Здесь самое время обратиться к вопросу об ограде вокруг районной поликлиники. Вот она, на следующей фотографии:

7. Ограда у входа в районную поликлинику

Начальству поликлиники, по всей видимости, очень хотелось как-то упорядочить человеческие потоки у вверенного ему здания и заодно показать, кто здесь хозяин, — тем более, что в непосредственной близости от этого стратегического объекта находится школа (неорганизованные дети) и спортплощадка (разгоряченные неорганизованные дети), а также рынок (неорганизованные спекулянты и мешочники). 

Предлог для восстановления порядка долго не находился, однако кто ищет, тот всегда найдет.

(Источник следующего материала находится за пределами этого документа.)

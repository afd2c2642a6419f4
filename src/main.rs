use clap::Parser;
use colored::Colorize;
use std::process::exit;
use tracing_subscriber::EnvFilter;

use nestrepo::presentation::cli::{Cli, CliApp};

#[tokio::main]
async fn main() {
    let cli = Cli::parse();
    init_logging(cli.verbose);

    match CliApp::from_cli(cli).run().await {
        Ok(code) => exit(code),
        Err(e) => {
            eprintln!("{} {:#}", "Error:".red().bold(), e);
            exit(1);
        }
    }
}

/// `RUST_LOG` wins; otherwise warnings only, or debug output with `--verbose`
fn init_logging(verbose: bool) {
    let default_directive = if verbose { "nestrepo=debug" } else { "warn" };
    let filter = EnvFilter::try_from_default_env()
        .unwrap_or_else(|_| EnvFilter::new(default_directive));

    tracing_subscriber::fmt()
        .with_env_filter(filter)
        .with_writer(std::io::stderr)
        .with_target(false)
        .init();
}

Как свидетельствует укрепленный на заборе неприметный знак, запрещающий курение, руководство поликлиники решило объединить два пункта статьи 12 15-ФЗ «Об охране здоровья граждан от воздействия окружающего табачного дыма и последствий потребления табака», — а именно пункт 2 (запрет курения «на территориях и в помещениях, предназначенных для оказания медицинских, реабилитационных и санаторно-курортных услуг») и пункт 4 (запрет курения «в местах на открытом воздухе на расстоянии менее чем пятнадцать метров от входов в помещения железнодорожных вокзалов, автовокзалов, аэропортов, морских портов, речных портов, станций метрополитенов»). Решило, отсчитало на глаз по 15 метров — и поставило забор, разместив на нем знаки, запрещающие курение. При том, что о прилегающих к медицинским учреждениям территориях в законе ничего не говорится, а к «органам государственной власти субъектов Российской Федерации», которые «вправе устанавливать дополнительные ограничения курения табака в отдельных общественных местах и в помещениях», руководство поликлиники вроде бы не относится.

Вопрос же о том, как следует понимать желто-зеленые оградки — и проще и сложнее. По всей видимости, изначально, в рамках городского дизайна — это действительно такой «дисциплинирующий инструмент вообще», небольшая деталь полицейского государства, Polizeistaat (термин, не оценочная категория). Но с ними, как мы видели, происходит то, что обычно происходит в России с инструментарием полицейского государства: он даже не то чтобы целенаправленно апроприируется гражданами в своих целях — хотя и такое бывает, — нет, в основном он как-то, что ли, ржавеет и расплывается, становясь естественной деталью ландшафта — и просто ландшафта и социального. А дисциплинирующая его функция расточается и со временем вовсе исчезает, неизвестно куда. Машинерия этого расточения — отдельный сложный предмет, требующий отдельного же рассмотрения, но уже, конечно, за рамками этой колонки.